In the listing, find every line that has the string "base" and copy it.

[Opening DATASET CONTENT section]

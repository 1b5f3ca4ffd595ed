use crate::output::{print_json, print_table};
use clap::Subcommand;
use devdash_core::store::{ProjectStore, RemoteProjectStore};
use devdash_core::types::{Project, ProjectPatch, Status};
use devdash_core::workflow::render_progress;
use std::path::Path;

#[derive(Subcommand)]
pub enum ProjectSubcommand {
    /// List every project
    List,
    /// Create a project in Planning
    Create {
        /// Project name
        name: String,
    },
    /// Show one project with its progress, chat and logs
    Show { id: String },
    /// Set a project's status (Planning, Development, Testing, Deployment, Completed)
    Status { id: String, status: String },
    /// Delete a project
    Delete { id: String },
}

pub fn run(
    root: &Path,
    server: Option<&str>,
    subcmd: ProjectSubcommand,
    json: bool,
) -> anyhow::Result<()> {
    let (_, api) = super::connect(root, server)?;
    let store = RemoteProjectStore::new(api);
    let rt = super::runtime()?;

    rt.block_on(async {
        match subcmd {
            ProjectSubcommand::List => list(&store, json).await,
            ProjectSubcommand::Create { name } => {
                let project = store.create_project(&name).await?;
                if json {
                    print_json(&project)
                } else {
                    println!("Created project '{}' ({})", project.name, project.id);
                    Ok(())
                }
            }
            ProjectSubcommand::Show { id } => {
                let project = store.get_project(&id).await?;
                if json {
                    print_json(&project)
                } else {
                    show(&project);
                    Ok(())
                }
            }
            ProjectSubcommand::Status { id, status } => {
                let status: Status = status.parse()?;
                let project = store
                    .update_project(&id, ProjectPatch::status(status))
                    .await?;
                if json {
                    print_json(&project)
                } else {
                    println!("{}", render_progress(project.status));
                    Ok(())
                }
            }
            ProjectSubcommand::Delete { id } => {
                store.delete_project(&id).await?;
                if json {
                    print_json(&serde_json::json!({ "deleted": id }))
                } else {
                    println!("Deleted project {id}");
                    Ok(())
                }
            }
        }
    })
}

async fn list(store: &RemoteProjectStore, json: bool) -> anyhow::Result<()> {
    let projects = store.list_projects().await?;
    if json {
        return print_json(&projects);
    }
    if projects.is_empty() {
        println!("No projects yet. Create one with `devdash project create <name>`.");
        return Ok(());
    }
    let rows: Vec<Vec<String>> = projects
        .iter()
        .map(|p| {
            vec![
                p.id.clone(),
                p.name.clone(),
                p.status.to_string(),
                p.chat_history.len().to_string(),
                p.logs.len().to_string(),
            ]
        })
        .collect();
    print_table(&["ID", "NAME", "STATUS", "CHAT", "LOGS"], &rows);
    Ok(())
}

fn show(project: &Project) {
    println!("{} ({})", project.name, project.id);
    println!("{}", render_progress(project.status));
    if !project.chat_history.is_empty() {
        println!();
        for msg in &project.chat_history {
            println!("{}", crate::output::format_chat(msg));
        }
    }
    if !project.logs.is_empty() {
        println!();
        for line in &project.logs {
            println!("{}", crate::output::format_log(line));
        }
    }
}
use async_trait::async_trait;
use serde::de::DeserializeOwned;

use super::ProjectStore;
use crate::error::{DashError, Result};
use crate::http::ApiClient;
use crate::types::{validate_name, Project, ProjectPatch};

/// [`ProjectStore`] over the server's `/api/projects` endpoints.
///
/// Used by clients (the CLI and the sync client) so they program against the
/// same contract the server implements.
#[derive(Debug, Clone)]
pub struct RemoteProjectStore {
    api: ApiClient,
}

impl RemoteProjectStore {
    pub fn new(api: ApiClient) -> Self {
        Self { api }
    }

    async fn decode<T: DeserializeOwned>(&self, response: reqwest::Response, id: &str) -> Result<T> {
        if !response.status().is_success() {
            return Err(self.api.error_from(response, id).await);
        }
        Ok(response.json().await?)
    }

    /// `/api/projects/{id}` with `id` as one percent-encoded segment. Dot
    /// segments would be normalized away and can never name a project.
    fn project_url(&self, id: &str) -> Result<reqwest::Url> {
        if matches!(id, "" | "." | "..") {
            return Err(DashError::ProjectNotFound(id.to_string()));
        }
        let base = self.api.url("/api/projects");
        let mut url = reqwest::Url::parse(&base)
            .map_err(|e| DashError::Config(format!("invalid server URL {base}: {e}")))?;
        url.path_segments_mut()
            .map_err(|()| DashError::Config(format!("invalid server URL {base}")))?
            .push(id);
        Ok(url)
    }
}

#[async_trait]
impl ProjectStore for RemoteProjectStore {
    async fn list_projects(&self) -> Result<Vec<Project>> {
        let response = self
            .api
            .http()
            .get(self.api.url("/api/projects"))
            .send()
            .await?;
        self.decode(response, "").await
    }

    async fn create_project(&self, name: &str) -> Result<Project> {
        let name = validate_name(name)?;
        let response = self
            .api
            .http()
            .post(self.api.url("/api/projects"))
            .json(&serde_json::json!({ "name": name }))
            .send()
            .await?;
        self.decode(response, "").await
    }

    async fn get_project(&self, id: &str) -> Result<Project> {
        let response = self.api.http().get(self.project_url(id)?).send().await?;
        self.decode(response, id).await
    }

    async fn update_project(&self, id: &str, patch: ProjectPatch) -> Result<Project> {
        let response = self
            .api
            .http()
            .put(self.project_url(id)?)
            .json(&patch)
            .send()
            .await?;
        self.decode(response, id).await
    }

    async fn delete_project(&self, id: &str) -> Result<()> {
        let response = self.api.http().delete(self.project_url(id)?).send().await?;
        if !response.status().is_success() {
            return Err(self.api.error_from(response, id).await);
        }
        Ok(())
    }
}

[Closing DATASET CONTENT section]

## REPLY
        let base = self.api.url("/api/projects");
        let mut url = reqwest::Url::parse(&base)
            .map_err(|e| DashError::Config(format!("invalid server URL {base}: {e}")))?;
            .map_err(|()| DashError::Config(format!("invalid server URL {base}")))?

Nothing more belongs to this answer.